Cognitive Decline and Health Insurance Decisions and Outcomes (with Jonathan Ketcham, and Nicolai Kuminoff)
We examine how elders choose insurance plans that either supplement (i.e., Medigap and Medicare Part D) or substitute (i.e., Medicare Advantage) Traditional Medicare (TM) with a focus on potential distortions due to cognitive decline associated with Alzheimer's disease and related dementias (ADRD). First, we use administrative data to provide new descriptive evidence on insurance plan choice patterns among individuals with ADRD. Specifically, we find that beneficiaries with ADRD are (1) much more likely to enroll in TM and stand alone Part D prescription drug plans, but there is considerable heterogeneity by age, sex, race, and health status; (2) are much less likely to switch plans year-over-year, which is driven primarily by older and sicker individuals; and (3) are more likely to choose more expensive plans when, ex-post, cheaper plans were available.
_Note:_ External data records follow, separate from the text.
//! Scope inheritance for security header settings.
//!
//! # Design Decisions
//! - Pure functions: no config is mutated in place
//! - Explicit child value wins, then parent, then the documented default
//! - Resolution runs once per route at startup

use crate::config::schema::{GuardsConfig, SecurityHeadersConfig};
use crate::security::{PolicyGuards, RouteSecuritySettings};

/// Overlay `child` on `parent`. The result can be merged again, so any
/// number of nested scopes can be folded.
pub fn merge(parent: &SecurityHeadersConfig, child: &SecurityHeadersConfig) -> SecurityHeadersConfig {
    SecurityHeadersConfig {
        enable: child.enable.or(parent.enable),
        xss: child.xss.or(parent.xss),
        frame: child.frame.or(parent.frame),
        referrer: child.referrer.or(parent.referrer),
        hide_server_tokens: child.hide_server_tokens.or(parent.hide_server_tokens),
        hsts_preload: child.hsts_preload.or(parent.hsts_preload),
        nosniff_types: child
            .nosniff_types
            .clone()
            .or_else(|| parent.nosniff_types.clone()),
        text_types: child.text_types.clone().or_else(|| parent.text_types.clone()),
        guards: merge_guards(&parent.guards, &child.guards),
    }
}

fn merge_guards(parent: &GuardsConfig, child: &GuardsConfig) -> GuardsConfig {
    GuardsConfig {
        nosniff_requires_type: child.nosniff_requires_type.or(parent.nosniff_requires_type),
        xss_requires_text: child.xss_requires_text.or(parent.xss_requires_text),
        frame_requires_text: child.frame_requires_text.or(parent.frame_requires_text),
        skip_not_modified: child.skip_not_modified.or(parent.skip_not_modified),
    }
}

/// Fill every unset field with its default.
pub fn finalize(config: &SecurityHeadersConfig) -> RouteSecuritySettings {
    let defaults = RouteSecuritySettings::default();
    let guards = PolicyGuards::default();

    RouteSecuritySettings {
        enable: config.enable.unwrap_or(defaults.enable),
        xss: config.xss.unwrap_or(defaults.xss),
        frame: config.frame.unwrap_or(defaults.frame),
        referrer: config.referrer.unwrap_or(defaults.referrer),
        hide_server_tokens: config.hide_server_tokens.unwrap_or(defaults.hide_server_tokens),
        hsts_preload: config.hsts_preload.unwrap_or(defaults.hsts_preload),
        nosniff_types: config.nosniff_types.clone().unwrap_or(defaults.nosniff_types),
        text_types: config.text_types.clone().unwrap_or(defaults.text_types),
        guards: PolicyGuards {
            nosniff_requires_type: config
                .guards
                .nosniff_requires_type
                .unwrap_or(guards.nosniff_requires_type),
            xss_requires_text: config.guards.xss_requires_text.unwrap_or(guards.xss_requires_text),
            frame_requires_text: config
                .guards
                .frame_requires_text
                .unwrap_or(guards.frame_requires_text),
            skip_not_modified: config.guards.skip_not_modified.unwrap_or(guards.skip_not_modified),
        },
    }
}

/// Merge `child` into `parent` and resolve the result.
pub fn resolve(parent: &SecurityHeadersConfig, child: &SecurityHeadersConfig) -> RouteSecuritySettings {
    finalize(&merge(parent, child))
}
Next, we develop a model of nested insurance plan choice where Medicare beneficiaries first choose between Traditional Medicare or Medicare Advantage (MA) and then select specific health and prescription drug plans within TM or MA. We are currently estimating the model using administrative data from the Centers for Medicare and Medicaid Services linked with data from the Medicare Current Beneficiaries Survey.
Striking a Balance with Income-Driven Repayment: Default Protection vs. Labor Market Distortions (with Jacob French and Alex Toy)
Student loans play a critical role in increasing accessibility to secondary education for students in the United States; however, borrowers are much more likely to default on student loans than other forms of debt. To address high levels of delinquency and default, income-driven repayment (IDR) provides insurance against earnings risk by lowering monthly payments to a share of discretionary income. In this project we aim to first empirically quantify the extent to which the availability of IDR affects college major decisions, initial career choices, labor supply, and the likelihood of defaulting on student loan debt using several data sets from the National Center for Education Statistics. Initial descriptive analysis suggests that students who enroll in IDR are less likely to enter delinquency but are more likely to choose low paying careers conditional on a rich set of observable characteristics and academic outcomes. Our research design combines reduced-form analysis with a structural model of repayment plan and career choice that incorporates earnings risk and information frictions about the availability of IDR.
Moving Out to Move Up: Who Leaves and Where Do They Go? (with Raven Molloy and Christopher Smith) In “Locked in Place,” ed. Stanford Center on Poverty and Inequality, Winter 2019, Pathways Magazine.